> ASSIGNED TASK:
Could you print every record below exactly as written?

[Entries taken from a collection]
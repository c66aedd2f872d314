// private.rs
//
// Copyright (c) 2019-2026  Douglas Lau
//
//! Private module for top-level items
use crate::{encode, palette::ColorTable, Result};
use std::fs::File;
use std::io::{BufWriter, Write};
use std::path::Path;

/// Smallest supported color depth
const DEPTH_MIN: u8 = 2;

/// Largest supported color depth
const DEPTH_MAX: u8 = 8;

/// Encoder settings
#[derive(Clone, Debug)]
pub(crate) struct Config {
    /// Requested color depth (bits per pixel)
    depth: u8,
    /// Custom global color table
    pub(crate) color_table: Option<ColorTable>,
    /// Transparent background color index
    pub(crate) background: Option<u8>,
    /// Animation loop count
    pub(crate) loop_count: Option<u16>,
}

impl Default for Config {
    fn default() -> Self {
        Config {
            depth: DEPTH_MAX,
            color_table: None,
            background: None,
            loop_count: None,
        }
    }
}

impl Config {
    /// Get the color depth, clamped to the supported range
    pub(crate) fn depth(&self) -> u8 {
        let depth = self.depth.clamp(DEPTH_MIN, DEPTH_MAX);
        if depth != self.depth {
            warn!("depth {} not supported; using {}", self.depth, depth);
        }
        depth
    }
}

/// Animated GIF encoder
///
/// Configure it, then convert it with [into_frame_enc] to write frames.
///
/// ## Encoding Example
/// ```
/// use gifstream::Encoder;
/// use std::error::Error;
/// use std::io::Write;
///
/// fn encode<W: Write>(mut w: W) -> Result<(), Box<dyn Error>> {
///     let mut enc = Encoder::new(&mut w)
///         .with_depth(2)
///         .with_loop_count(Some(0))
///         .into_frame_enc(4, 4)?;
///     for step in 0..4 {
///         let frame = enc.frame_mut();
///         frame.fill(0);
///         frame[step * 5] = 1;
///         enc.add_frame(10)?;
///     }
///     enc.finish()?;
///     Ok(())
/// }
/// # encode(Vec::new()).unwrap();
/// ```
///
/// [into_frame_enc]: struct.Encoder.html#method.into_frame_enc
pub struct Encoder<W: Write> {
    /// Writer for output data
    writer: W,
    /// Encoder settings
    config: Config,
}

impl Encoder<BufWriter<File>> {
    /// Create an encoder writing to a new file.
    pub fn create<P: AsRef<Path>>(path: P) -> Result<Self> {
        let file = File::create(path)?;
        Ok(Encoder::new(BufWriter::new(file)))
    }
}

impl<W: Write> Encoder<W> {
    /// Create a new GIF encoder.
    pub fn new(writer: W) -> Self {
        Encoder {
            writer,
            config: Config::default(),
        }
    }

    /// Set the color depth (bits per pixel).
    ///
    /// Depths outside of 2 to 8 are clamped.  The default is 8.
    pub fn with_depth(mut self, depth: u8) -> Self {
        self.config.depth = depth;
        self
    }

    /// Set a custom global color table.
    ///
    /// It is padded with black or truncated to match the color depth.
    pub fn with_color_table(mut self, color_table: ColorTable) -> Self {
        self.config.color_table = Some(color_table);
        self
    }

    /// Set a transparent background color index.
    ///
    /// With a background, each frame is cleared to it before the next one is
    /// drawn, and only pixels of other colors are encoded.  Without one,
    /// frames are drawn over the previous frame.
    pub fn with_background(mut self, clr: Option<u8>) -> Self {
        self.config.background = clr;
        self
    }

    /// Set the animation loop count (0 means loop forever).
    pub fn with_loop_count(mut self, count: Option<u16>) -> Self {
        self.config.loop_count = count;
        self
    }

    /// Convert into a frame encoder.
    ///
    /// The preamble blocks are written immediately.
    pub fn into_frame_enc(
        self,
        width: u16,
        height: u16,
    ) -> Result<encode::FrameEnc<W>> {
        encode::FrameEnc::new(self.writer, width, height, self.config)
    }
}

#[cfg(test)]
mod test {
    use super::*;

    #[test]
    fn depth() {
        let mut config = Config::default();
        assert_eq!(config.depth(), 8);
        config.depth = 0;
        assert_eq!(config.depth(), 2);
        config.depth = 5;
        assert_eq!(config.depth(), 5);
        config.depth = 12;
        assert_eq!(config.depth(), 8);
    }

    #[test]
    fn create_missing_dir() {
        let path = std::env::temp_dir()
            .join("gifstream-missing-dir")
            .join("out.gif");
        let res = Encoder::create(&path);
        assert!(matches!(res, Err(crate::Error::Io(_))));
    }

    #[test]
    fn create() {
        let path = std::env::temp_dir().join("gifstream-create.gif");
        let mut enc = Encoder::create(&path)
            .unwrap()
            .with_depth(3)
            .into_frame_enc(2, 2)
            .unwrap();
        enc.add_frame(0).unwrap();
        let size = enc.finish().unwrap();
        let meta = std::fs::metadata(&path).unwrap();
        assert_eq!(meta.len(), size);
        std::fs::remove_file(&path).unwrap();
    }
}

> RESPONSE BOX:
repository c66aedd2f872d314
// private.rs
//
// Copyright (c) 2019-2026  Douglas Lau
//
//! Private module for top-level items
use crate::{encode, palette::ColorTable, Result};
use std::fs::File;
use std::io::{BufWriter, Write};
use std::path::Path;

/// Smallest supported color depth
const DEPTH_MIN: u8 = 2;

/// Largest supported color depth
const DEPTH_MAX: u8 = 8;

/// Encoder settings
#[derive(Clone, Debug)]
pub(crate) struct Config {
    /// Requested color depth (bits per pixel)
    depth: u8,
    /// Custom global color table
    pub(crate) color_table: Option<ColorTable>,
    /// Transparent background color index
    pub(crate) background: Option<u8>,
    /// Animation loop count
    pub(crate) loop_count: Option<u16>,
}

impl Default for Config {
    fn default() -> Self {
        Config {
            depth: DEPTH_MAX,
            color_table: None,
            background: None,
            loop_count: None,
        }
    }
}

impl Config {
    /// Get the color depth, clamped to the supported range
    pub(crate) fn depth(&self) -> u8 {
        let depth = self.depth.clamp(DEPTH_MIN, DEPTH_MAX);
        if depth != self.depth {
            warn!("depth {} not supported; using {}", self.depth, depth);
        }
        depth
    }
}

/// Animated GIF encoder
///
/// Configure it, then convert it with [into_frame_enc] to write frames.
///
/// ## Encoding Example
/// ```
/// use gifstream::Encoder;
/// use std::error::Error;
/// use std::io::Write;
///
/// fn encode<W: Write>(mut w: W) -> Result<(), Box<dyn Error>> {
///     let mut enc = Encoder::new(&mut w)
///         .with_depth(2)
///         .with_loop_count(Some(0))
///         .into_frame_enc(4, 4)?;
///     for step in 0..4 {
///         let frame = enc.frame_mut();
///         frame.fill(0);
///         frame[step * 5] = 1;
///         enc.add_frame(10)?;
///     }
///     enc.finish()?;
///     Ok(())
/// }
/// # encode(Vec::new()).unwrap();
/// ```
///
/// [into_frame_enc]: struct.Encoder.html#method.into_frame_enc
pub struct Encoder<W: Write> {
    /// Writer for output data
    writer: W,
    /// Encoder settings
    config: Config,
}

impl Encoder<BufWriter<File>> {
    /// Create an encoder writing to a new file.
    pub fn create<P: AsRef<Path>>(path: P) -> Result<Self> {
        let file = File::create(path)?;
        Ok(Encoder::new(BufWriter::new(file)))
    }
}

impl<W: Write> Encoder<W> {
    /// Create a new GIF encoder.
    pub fn new(writer: W) -> Self {
        Encoder {
            writer,
            config: Config::default(),
        }
    }

    /// Set the color depth (bits per pixel).
    ///
    /// Depths outside of 2 to 8 are clamped.  The default is 8.
    pub fn with_depth(mut self, depth: u8) -> Self {
        self.config.depth = depth;
        self
    }

    /// Set a custom global color table.
    ///
    /// It is padded with black or truncated to match the color depth.
    pub fn with_color_table(mut self, color_table: ColorTable) -> Self {
        self.config.color_table = Some(color_table);
        self
    }

    /// Set a transparent background color index.
    ///
    /// With a background, each frame is cleared to it before the next one is
    /// drawn, and only pixels of other colors are encoded.  Without one,
    /// frames are drawn over the previous frame.
    pub fn with_background(mut self, clr: Option<u8>) -> Self {
        self.config.background = clr;
        self
    }

    /// Set the animation loop count (0 means loop forever).
    pub fn with_loop_count(mut self, count: Option<u16>) -> Self {
        self.config.loop_count = count;
        self
    }

    /// Convert into a frame encoder.
    ///
    /// The preamble blocks are written immediately.
    pub fn into_frame_enc(
        self,
        width: u16,
        height: u16,
    ) -> Result<encode::FrameEnc<W>> {
        encode::FrameEnc::new(self.writer, width, height, self.config)
    }
}

#[cfg(test)]
mod test {
    use super::*;

    #[test]
    fn depth() {
        let mut config = Config::default();
        assert_eq!(config.depth(), 8);
        config.depth = 0;
        assert_eq!(config.depth(), 2);
        config.depth = 5;
        assert_eq!(config.depth(), 5);
        config.depth = 12;
        assert_eq!(config.depth(), 8);
    }

    #[test]
    fn create_missing_dir() {
        let path = std::env::temp_dir()
            .join("gifstream-missing-dir")
            .join("out.gif");
        let res = Encoder::create(&path);
        assert!(matches!(res, Err(crate::Error::Io(_))));
    }

    #[test]
    fn create() {
        let path = std::env::temp_dir().join("gifstream-create.gif");
        let mut enc = Encoder::create(&path)
            .unwrap()
            .with_depth(3)
            .into_frame_enc(2, 2)
            .unwrap();
        enc.add_frame(0).unwrap();
        let size = enc.finish().unwrap();
        let meta = std::fs::metadata(&path).unwrap();
        assert_eq!(meta.len(), size);
        std::fs::remove_file(&path).unwrap();
    }
}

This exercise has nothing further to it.